Чернышев примерно знал, где его батальон: правее полкового НП, метрах в семистах за тем вон лесочком. Он опять подумал: будет в батальоне, будет и порядок, выстоят, комбат-1 чего-то стоит. Скорей туда, скорей к своим солдатам! Пока не залязгали вражеские танки, ведя за собой, как на привязи, автоматчиков. Все-таки было непонятно: уже сколько времени немцы обстреливают наши позиции, бомбят с воздуха, но не атакуют. А ведь танковые двигатели гудят на довольно протяженном участке. Нельзя же столько прогревать их. Маневрируют? Стягиваются в одном направлении? Где нанесут основной удар? Откуда знать о том комбату-1 капитану Чернышеву?
(Действительно, откуда знать? Если и вышестоящее командование не ведало, что задумали немцы. А задумано в штабе группы армий было следующее. Советский стрелковый корпус выдвинулся клином, который можно было подрубить у основания, взять три дивизии в клещи, окружить, расчленить и по частям уничтожить. Хватало ли у немцев сил и средств для этой операции? Вполне. Если только оголить второстепенные участки. Но что значит — второстепенные, коль советские войска наступали на широком фронте? Пока что наступление приостановилось, и есть соблазн использовать резервы, всей мощью ударить по трем дивизиям, доказать вермахту и фюреру, на что способно командование этой группы армий. План был авантюрный: даже если б он удался, резервы были бы израсходованы, и возобновись советское наступление — что тогда? Но Гитлер сам был авантюрист, он одобрил эту идею. Хотя авантюрность своего плана видели и немецкие генералы, карьерные соображения, однако, перевесили, можно было заполучить, пусть и кратковременное, расположение фюрера, а это лучше, чем впасть в немилость: кому улыбается быть отстраненным от командования? Генералы думали о сиюминутном успехе, о последствиях старались не думать, а если и думали, то утешали себя: войне скоро конец, тут главное — уберечься от гнева фюрера сегодня, завтра же видно будет, может быть, произойдет какое-нибудь чудо. Так вот и началось это внезапное для нас немецкое контрнаступление. С мощной и необычайно продолжительной артподготовки, которая должна была снести оборонительные позиции русских.)

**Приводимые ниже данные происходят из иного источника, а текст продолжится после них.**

#[cfg(test)]
mod tests {
    use super::*;
    use tempfile::TempDir;

    fn identity(dir: &Path) -> HostedIdentity {
        identity_at(dir, "https://auth.example.com/", 5)
    }

    fn identity_at(dir: &Path, hosted_domain: &str, request_timeout_secs: u64) -> HostedIdentity {
        let config = AuthConfig {
            hosted_domain: hosted_domain.to_string(),
            client_id: "client123".to_string(),
            redirect_uri: "http://localhost:8976/callback".to_string(),
            request_timeout_secs,
            ..Default::default()
        };
        HostedIdentity::new(config, dir).unwrap()
    }

    #[derive(Clone)]
    struct TokenStub {
        forms: Arc<std::sync::Mutex<Vec<String>>>,
        status: axum::http::StatusCode,
        delay: Option<Duration>,
    }

    async fn token_endpoint(
        axum::extract::State(stub): axum::extract::State<TokenStub>,
        body: String,
    ) -> (axum::http::StatusCode, String) {
        stub.forms.lock().unwrap().push(body);
        if let Some(delay) = stub.delay {
            tokio::time::sleep(delay).await;
        }
        let body = if stub.status.is_success() {
            serde_json::json!({"access_token": "new", "expires_in": 3600, "token_type": "Bearer"})
                .to_string()
        } else {
            r#"{"error":"invalid_grant"}"#.to_string()
        };
        (stub.status, body)
    }

    /// Serve `/oauth2/token` on an ephemeral port; returns the base URL
    async fn spawn_token_endpoint(stub: TokenStub) -> String {
        let app = axum::Router::new()
            .route("/oauth2/token", axum::routing::post(token_endpoint))
            .with_state(stub);
        let listener = tokio::net::TcpListener::bind("127.0.0.1:0").await.unwrap();
        let addr = listener.local_addr().unwrap();
        tokio::spawn(async move {
            axum::serve(listener, app).await.unwrap();
        });
        format!("http://{}/", addr)
    }

    fn token_stub(status: axum::http::StatusCode, delay: Option<Duration>) -> TokenStub {
        TokenStub {
            forms: Arc::new(std::sync::Mutex::new(Vec::new())),
            status,
            delay,
        }
    }

    fn expired_session() -> StoredSession {
        StoredSession {
            access_token: "old".to_string(),
            refresh_token: Some("rt".to_string()),
            id_token: Some(id_token(serde_json::json!({"email": "a@b.c"}))),
            expires_at: Some(Utc::now() - ChronoDuration::minutes(5)),
            profile: UserProfile {
                email: Some("a@b.c".to_string()),
                ..Default::default()
            },
        }
    }

    fn id_token(claims: serde_json::Value) -> String {
        format!(
            "{}.{}.sig",
            URL_SAFE_NO_PAD.encode(br#"{"alg":"RS256"}"#),
            URL_SAFE_NO_PAD.encode(claims.to_string())
        )
    }

    #[test]
    fn test_authorization_url() {
        let dir = TempDir::new().unwrap();
        let url = identity(dir.path())
            .authorization_url("challenge", "xyz")
            .unwrap();

        assert_eq!(url.path(), "/oauth2/authorize");
        let pairs: std::collections::HashMap<_, _> = url.query_pairs().into_owned().collect();
        assert_eq!(pairs["response_type"], "code");
        assert_eq!(pairs["client_id"], "client123");
        assert_eq!(pairs["redirect_uri"], "http://localhost:8976/callback");
        assert_eq!(pairs["scope"], "email openid phone");
        assert_eq!(pairs["code_challenge_method"], "S256");
        assert_eq!(pairs["state"], "xyz");
    }

    #[test]
    fn test_logout_url_uses_redirect_origin() {
        let dir = TempDir::new().unwrap();
        let url = identity(dir.path()).logout_url().unwrap();
        assert_eq!(
            url.as_str(),
            "https://auth.example.com/logout?client_id=client123&logout_uri=http%3A%2F%2Flocalhost%3A8976"
        );
    }

    #[test]
    fn test_pkce_challenge_is_s256() {
        let dir = TempDir::new().unwrap();
        let id = identity(dir.path());
        let verifier = id.generate_code_verifier();
        assert_eq!(verifier.len(), 128);
        // RFC 7636 appendix B test vector
        assert_eq!(
            id.generate_code_challenge("dBjftJeZ4CVP-mB92K27uhbUJU1p1r_wW1gFWFOEjXk"),
            "E9Melhoa2OwvFrEMTJguCHaoeK1t8URWbuGJSstw-cM"
        );
    }

    #[test]
    fn test_profile_from_id_token() {
        let token = id_token(serde_json::json!({"email": "user@example.com", "sub": "42"}));
        let profile = profile_from_id_token(&token).unwrap();
        assert_eq!(profile.email.as_deref(), Some("user@example.com"));
        assert_eq!(profile.sub.as_deref(), Some("42"));

        assert!(profile_from_id_token("not-a-jwt").is_none());
    }

    #[tokio::test]
    async fn test_restore_states() {
        let dir = TempDir::new().unwrap();
        let id = identity(dir.path());
        assert!(id.snapshot().is_loading);

        // No session file
        assert_eq!(id.restore().await, AuthSession::signed_out());

        // Valid session
        let stored = StoredSession {
            access_token: "at".to_string(),
            refresh_token: None,
            id_token: None,
            expires_at: Some(Utc::now() + ChronoDuration::hours(1)),
            profile: UserProfile {
                email: Some("user@example.com".to_string()),
                ..Default::default()
            },
        };
        id.save_session(&stored).unwrap();
        let session = id.restore().await;
        assert!(session.is_authenticated);
        assert_eq!(session.email(), Some("user@example.com"));
        assert_eq!(id.snapshot(), session);

        // Expired without refresh token
        let expired = StoredSession {
            expires_at: Some(Utc::now() - ChronoDuration::minutes(1)),
            ..stored
        };
        id.save_session(&expired).unwrap();
        assert_eq!(id.restore().await, AuthSession::signed_out());

        // Corrupt file surfaces as an error view
        std::fs::write(&id.session_path, "{").unwrap();
        let session = id.restore().await;
        assert!(session.error.is_some());
    }

    #[test]
    fn test_remove_user() {
        let dir = TempDir::new().unwrap();
        let id = identity(dir.path());
        id.remove_user().unwrap();

        std::fs::write(&id.session_path, "{}").unwrap();
        id.remove_user().unwrap();
        assert!(!id.session_path.exists());
        assert_eq!(id.snapshot(), AuthSession::signed_out());
    }

    #[test]
    fn test_refresh_keeps_previous_tokens() {
        let previous = StoredSession {
            access_token: "old".to_string(),
            refresh_token: Some("rt".to_string()),
            id_token: Some(id_token(serde_json::json!({"email": "a@b.c"}))),
            expires_at: None,
            profile: UserProfile {
                email: Some("a@b.c".to_string()),
                ..Default::default()
            },
        };
        let refreshed = StoredSession::from_tokens(
            TokenResponse {
                access_token: "new".to_string(),
                refresh_token: None,
                id_token: None,
                expires_in: Some(3600),
                token_type: Some("Bearer".to_string()),
            },
            Some(&previous),
        );
        assert_eq!(refreshed.access_token, "new");
        assert_eq!(refreshed.refresh_token.as_deref(), Some("rt"));
        assert_eq!(refreshed.profile.email.as_deref(), Some("a@b.c"));
        assert!(!refreshed.is_expired(Utc::now()));
    }

    #[tokio::test]
    async fn test_restore_refreshes_expired_session() {
        let dir = TempDir::new().unwrap();
        let stub = token_stub(axum::http::StatusCode::OK, None);
        let base = spawn_token_endpoint(stub.clone()).await;
        let id = identity_at(dir.path(), &base, 5);
        id.save_session(&expired_session()).unwrap();

        let session = id.restore().await;
        assert!(session.is_authenticated);
        assert_eq!(session.email(), Some("a@b.c"));

        let forms = stub.forms.lock().unwrap().clone();
        assert_eq!(forms.len(), 1);
        assert!(forms[0].contains("client_id=client123"));
        assert!(forms[0].contains("grant_type=refresh_token"));
        assert!(forms[0].contains("refresh_token=rt"));

        let written: StoredSession =
            serde_json::from_str(&std::fs::read_to_string(&id.session_path).unwrap()).unwrap();
        assert_eq!(written.access_token, "new");
        assert_eq!(written.refresh_token.as_deref(), Some("rt"));
        assert_eq!(written.profile.email.as_deref(), Some("a@b.c"));
        assert!(!written.is_expired(Utc::now()));
    }

    #[tokio::test]
    async fn test_rejected_refresh_signs_out() {
        let dir = TempDir::new().unwrap();
        let stub = token_stub(axum::http::StatusCode::BAD_REQUEST, None);
        let base = spawn_token_endpoint(stub.clone()).await;
        let id = identity_at(dir.path(), &base, 5);
        id.save_session(&expired_session()).unwrap();

        assert_eq!(id.restore().await, AuthSession::signed_out());
        assert_eq!(stub.forms.lock().unwrap().len(), 1);

        // The stale session stays on disk untouched
        let kept: StoredSession =
            serde_json::from_str(&std::fs::read_to_string(&id.session_path).unwrap()).unwrap();
        assert_eq!(kept.access_token, "old");
    }

    #[tokio::test]
    async fn test_slow_token_endpoint_times_out() {
        let dir = TempDir::new().unwrap();
        let stub = token_stub(axum::http::StatusCode::OK, Some(Duration::from_secs(3)));
        let base = spawn_token_endpoint(stub).await;
        let id = identity_at(dir.path(), &base, 1);
        id.save_session(&expired_session()).unwrap();

        let started = std::time::Instant::now();
        assert_eq!(id.restore().await, AuthSession::signed_out());
        assert!(started.elapsed() < Duration::from_secs(3));
    }
}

И все же Чернышеву с Козицким пришлось залечь: с включенной, надрывно воющей сиреной, посверкивая оперением на солнце, пикировал «мессер», на выходе из пике сбросил бомбу, лупанул из пушки — сильный взрыв, и следом взрывы послабее, как осколки от того, большого, бомбового разрыва. Впрочем, осколки были и вполне натуральные: так и пропороли вверху вместе с горячими взрывными волнами. Чернышев и Козицкий встали, отряхнулись. И тут же метрах в сорока-пятидесяти вразброс легло шесть-семь мин, осколочки тоже подходящие. Козицкий недовольно сказал:
— Утешил товарищ майор, ничего себе…
— Опять за свое? Майор сказал правду.
— Правду… Тошно от нее!
— Еще тошнее, если… не будем готовы… к худшему…
— А хуже бывает, товарищ канбат?
— Бывает, Василь, бывает.
— Ну и вы утешили. Теперечка не страшно. — Козицкий как будто ерничал, хотя это на него не похоже.
— Вперед! — сказал Чернышев и, пригнувшись, забухал кирзачами по траншейному дну.
Если в батальоне кто и обрадовался ему по-настоящему, так это капитан Агейчик, начальник связи полка. Во всяком случае, встречные солдаты и сержанты в траншее, в окопчиках или молчаливо кивали Чернышеву, или скупо роняли: «Здравия желаю», или обменивались на ходу торопливым рукопожатием, а капитан Агейчик, низкорослый, юркий и с бегающими глазками, оживленно частил:
— Заждались тебя, дорогой Чернышев! Народ спит и во сне видит своего законного комбата! — Жахнул близкий разрыв, Агейчик поперхнулся, затем сызнова зачастил: — И у меня, друг, свои заботы в полку! Рации поразбивало, надежда — на проводную связь… Все связисты на линии, устраняют повреждения. Но нужен контроль! А я здесь.. Сейчас в полк — и займусь…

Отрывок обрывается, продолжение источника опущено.